* [Task to complete] Your task is to output the entries below word for word.

= = = = =

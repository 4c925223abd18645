//! Runtime configuration for the console core. Values come from environment
//! variables with sensible defaults so a packaged shell can point the console
//! at another deployment without rebuilding. Configuration values are public;
//! do not store secrets here.

use std::env;
use std::path::PathBuf;
use std::time::Duration;

use tracing::warn;

/// Name of the durable credential file, the single fixed key of the store.
pub const TOKEN_FILE_NAME: &str = "dormitory_admin_token";

const DEFAULT_API_BASE_URL: &str = "http://127.0.0.1:8080";
const DEFAULT_REQUEST_TIMEOUT: Duration = Duration::from_secs(15);
const DEFAULT_CONNECT_TIMEOUT: Duration = Duration::from_secs(5);
const DEFAULT_IDENTITY_TIMEOUT: Duration = Duration::from_secs(8);

/// Console configuration derived from the environment.
#[derive(Clone, Debug)]
pub struct AppConfig {
    /// Base URL every API path is joined onto.
    pub api_base_url: String,
    /// Whole-request timeout applied by the transport.
    pub request_timeout: Duration,
    /// Connection-establishment timeout applied by the transport.
    pub connect_timeout: Duration,
    /// Bounded wait the navigation guard grants identity resolution. Shorter
    /// than the request timeout on purpose: the guard gives up and demotes to
    /// logged-out while the underlying fetch keeps running.
    pub identity_timeout: Duration,
    /// Location of the persisted credential.
    pub token_path: PathBuf,
}

impl AppConfig {
    /// Loads configuration, applying `DORM_CONSOLE_*` environment overrides.
    #[must_use]
    pub fn load() -> Self {
        let mut config = Self::default();

        if let Some(value) = env_value("DORM_CONSOLE_API_URL") {
            config.api_base_url = value;
        }
        if let Some(value) = env_value("DORM_CONSOLE_TOKEN_FILE") {
            config.token_path = PathBuf::from(value);
        }
        if let Some(value) = env_value("DORM_CONSOLE_REQUEST_TIMEOUT_MS") {
            match value.parse::<u64>() {
                Ok(millis) => config.request_timeout = Duration::from_millis(millis),
                Err(_) => warn!("ignoring invalid DORM_CONSOLE_REQUEST_TIMEOUT_MS: {value}"),
            }
        }
        if let Some(value) = env_value("DORM_CONSOLE_IDENTITY_TIMEOUT_MS") {
            match value.parse::<u64>() {
                Ok(millis) => config.identity_timeout = Duration::from_millis(millis),
                Err(_) => warn!("ignoring invalid DORM_CONSOLE_IDENTITY_TIMEOUT_MS: {value}"),
            }
        }

        config
    }
}

impl Default for AppConfig {
    fn default() -> Self {
        Self {
            api_base_url: DEFAULT_API_BASE_URL.to_string(),
            request_timeout: DEFAULT_REQUEST_TIMEOUT,
            connect_timeout: DEFAULT_CONNECT_TIMEOUT,
            identity_timeout: DEFAULT_IDENTITY_TIMEOUT,
            token_path: default_token_path(),
        }
    }
}

fn default_token_path() -> PathBuf {
    let base = env::var_os("HOME").map_or_else(|| PathBuf::from("."), PathBuf::from);
    base.join(".dormitory-console").join(TOKEN_FILE_NAME)
}

/// Reads an environment variable, treating unset, empty, and blank as absent.
fn env_value(name: &str) -> Option<String> {
    let value = env::var(name).ok()?;
    let trimmed = value.trim();
    if trimmed.is_empty() {
        None
    } else {
        Some(trimmed.to_string())
    }
}

#[cfg(test)]
mod tests {
    use super::*;

    #[test]
    fn load_uses_defaults_without_overrides() {
        temp_env::with_vars(
            [
                ("DORM_CONSOLE_API_URL", None::<&str>),
                ("DORM_CONSOLE_TOKEN_FILE", None),
                ("DORM_CONSOLE_REQUEST_TIMEOUT_MS", None),
                ("DORM_CONSOLE_IDENTITY_TIMEOUT_MS", None),
            ],
            || {
                let config = AppConfig::load();
                assert_eq!(config.api_base_url, DEFAULT_API_BASE_URL);
                assert_eq!(config.request_timeout, Duration::from_secs(15));
                assert_eq!(config.identity_timeout, Duration::from_secs(8));
                assert!(config.token_path.ends_with(TOKEN_FILE_NAME));
            },
        );
    }

    #[test]
    fn load_applies_overrides() {
        temp_env::with_vars(
            [
                ("DORM_CONSOLE_API_URL", Some("https://dorm.example.com")),
                ("DORM_CONSOLE_TOKEN_FILE", Some("/tmp/dorm-token")),
                ("DORM_CONSOLE_REQUEST_TIMEOUT_MS", Some("2500")),
                ("DORM_CONSOLE_IDENTITY_TIMEOUT_MS", Some("400")),
            ],
            || {
                let config = AppConfig::load();
                assert_eq!(config.api_base_url, "https://dorm.example.com");
                assert_eq!(config.token_path, PathBuf::from("/tmp/dorm-token"));
                assert_eq!(config.request_timeout, Duration::from_millis(2500));
                assert_eq!(config.identity_timeout, Duration::from_millis(400));
            },
        );
    }

    #[test]
    fn load_ignores_blank_and_invalid_overrides() {
        temp_env::with_vars(
            [
                ("DORM_CONSOLE_API_URL", Some("   ")),
                ("DORM_CONSOLE_TOKEN_FILE", None),
                ("DORM_CONSOLE_REQUEST_TIMEOUT_MS", Some("soon")),
                ("DORM_CONSOLE_IDENTITY_TIMEOUT_MS", None),
            ],
            || {
                let config = AppConfig::load();
                assert_eq!(config.api_base_url, DEFAULT_API_BASE_URL);
                assert_eq!(config.request_timeout, Duration::from_secs(15));
            },
        );
    }
}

= = = = =

* [Finished task]
repository 4c925223abd18645
//! Runtime configuration for the console core. Values come from environment
//! variables with sensible defaults so a packaged shell can point the console
//! at another deployment without rebuilding. Configuration values are public;
//! do not store secrets here.

use std::env;
use std::path::PathBuf;
use std::time::Duration;

use tracing::warn;

/// Name of the durable credential file, the single fixed key of the store.
pub const TOKEN_FILE_NAME: &str = "dormitory_admin_token";

const DEFAULT_API_BASE_URL: &str = "http://127.0.0.1:8080";
const DEFAULT_REQUEST_TIMEOUT: Duration = Duration::from_secs(15);
const DEFAULT_CONNECT_TIMEOUT: Duration = Duration::from_secs(5);
const DEFAULT_IDENTITY_TIMEOUT: Duration = Duration::from_secs(8);

/// Console configuration derived from the environment.
#[derive(Clone, Debug)]
pub struct AppConfig {
    /// Base URL every API path is joined onto.
    pub api_base_url: String,
    /// Whole-request timeout applied by the transport.
    pub request_timeout: Duration,
    /// Connection-establishment timeout applied by the transport.
    pub connect_timeout: Duration,
    /// Bounded wait the navigation guard grants identity resolution. Shorter
    /// than the request timeout on purpose: the guard gives up and demotes to
    /// logged-out while the underlying fetch keeps running.
    pub identity_timeout: Duration,
    /// Location of the persisted credential.
    pub token_path: PathBuf,
}

impl AppConfig {
    /// Loads configuration, applying `DORM_CONSOLE_*` environment overrides.
    #[must_use]
    pub fn load() -> Self {
        let mut config = Self::default();

        if let Some(value) = env_value("DORM_CONSOLE_API_URL") {
            config.api_base_url = value;
        }
        if let Some(value) = env_value("DORM_CONSOLE_TOKEN_FILE") {
            config.token_path = PathBuf::from(value);
        }
        if let Some(value) = env_value("DORM_CONSOLE_REQUEST_TIMEOUT_MS") {
            match value.parse::<u64>() {
                Ok(millis) => config.request_timeout = Duration::from_millis(millis),
                Err(_) => warn!("ignoring invalid DORM_CONSOLE_REQUEST_TIMEOUT_MS: {value}"),
            }
        }
        if let Some(value) = env_value("DORM_CONSOLE_IDENTITY_TIMEOUT_MS") {
            match value.parse::<u64>() {
                Ok(millis) => config.identity_timeout = Duration::from_millis(millis),
                Err(_) => warn!("ignoring invalid DORM_CONSOLE_IDENTITY_TIMEOUT_MS: {value}"),
            }
        }

        config
    }
}

impl Default for AppConfig {
    fn default() -> Self {
        Self {
            api_base_url: DEFAULT_API_BASE_URL.to_string(),
            request_timeout: DEFAULT_REQUEST_TIMEOUT,
            connect_timeout: DEFAULT_CONNECT_TIMEOUT,
            identity_timeout: DEFAULT_IDENTITY_TIMEOUT,
            token_path: default_token_path(),
        }
    }
}

fn default_token_path() -> PathBuf {
    let base = env::var_os("HOME").map_or_else(|| PathBuf::from("."), PathBuf::from);
    base.join(".dormitory-console").join(TOKEN_FILE_NAME)
}

/// Reads an environment variable, treating unset, empty, and blank as absent.
fn env_value(name: &str) -> Option<String> {
    let value = env::var(name).ok()?;
    let trimmed = value.trim();
    if trimmed.is_empty() {
        None
    } else {
        Some(trimmed.to_string())
    }
}

#[cfg(test)]
mod tests {
    use super::*;

    #[test]
    fn load_uses_defaults_without_overrides() {
        temp_env::with_vars(
            [
                ("DORM_CONSOLE_API_URL", None::<&str>),
                ("DORM_CONSOLE_TOKEN_FILE", None),
                ("DORM_CONSOLE_REQUEST_TIMEOUT_MS", None),
                ("DORM_CONSOLE_IDENTITY_TIMEOUT_MS", None),
            ],
            || {
                let config = AppConfig::load();
                assert_eq!(config.api_base_url, DEFAULT_API_BASE_URL);
                assert_eq!(config.request_timeout, Duration::from_secs(15));
                assert_eq!(config.identity_timeout, Duration::from_secs(8));
                assert!(config.token_path.ends_with(TOKEN_FILE_NAME));
            },
        );
    }

    #[test]
    fn load_applies_overrides() {
        temp_env::with_vars(
            [
                ("DORM_CONSOLE_API_URL", Some("https://dorm.example.com")),
                ("DORM_CONSOLE_TOKEN_FILE", Some("/tmp/dorm-token")),
                ("DORM_CONSOLE_REQUEST_TIMEOUT_MS", Some("2500")),
                ("DORM_CONSOLE_IDENTITY_TIMEOUT_MS", Some("400")),
            ],
            || {
                let config = AppConfig::load();
                assert_eq!(config.api_base_url, "https://dorm.example.com");
                assert_eq!(config.token_path, PathBuf::from("/tmp/dorm-token"));
                assert_eq!(config.request_timeout, Duration::from_millis(2500));
                assert_eq!(config.identity_timeout, Duration::from_millis(400));
            },
        );
    }

    #[test]
    fn load_ignores_blank_and_invalid_overrides() {
        temp_env::with_vars(
            [
                ("DORM_CONSOLE_API_URL", Some("   ")),
                ("DORM_CONSOLE_TOKEN_FILE", None),
                ("DORM_CONSOLE_REQUEST_TIMEOUT_MS", Some("soon")),
                ("DORM_CONSOLE_IDENTITY_TIMEOUT_MS", None),
            ],
            || {
                let config = AppConfig::load();
                assert_eq!(config.api_base_url, DEFAULT_API_BASE_URL);
                assert_eq!(config.request_timeout, Duration::from_secs(15));
            },
        );
    }
}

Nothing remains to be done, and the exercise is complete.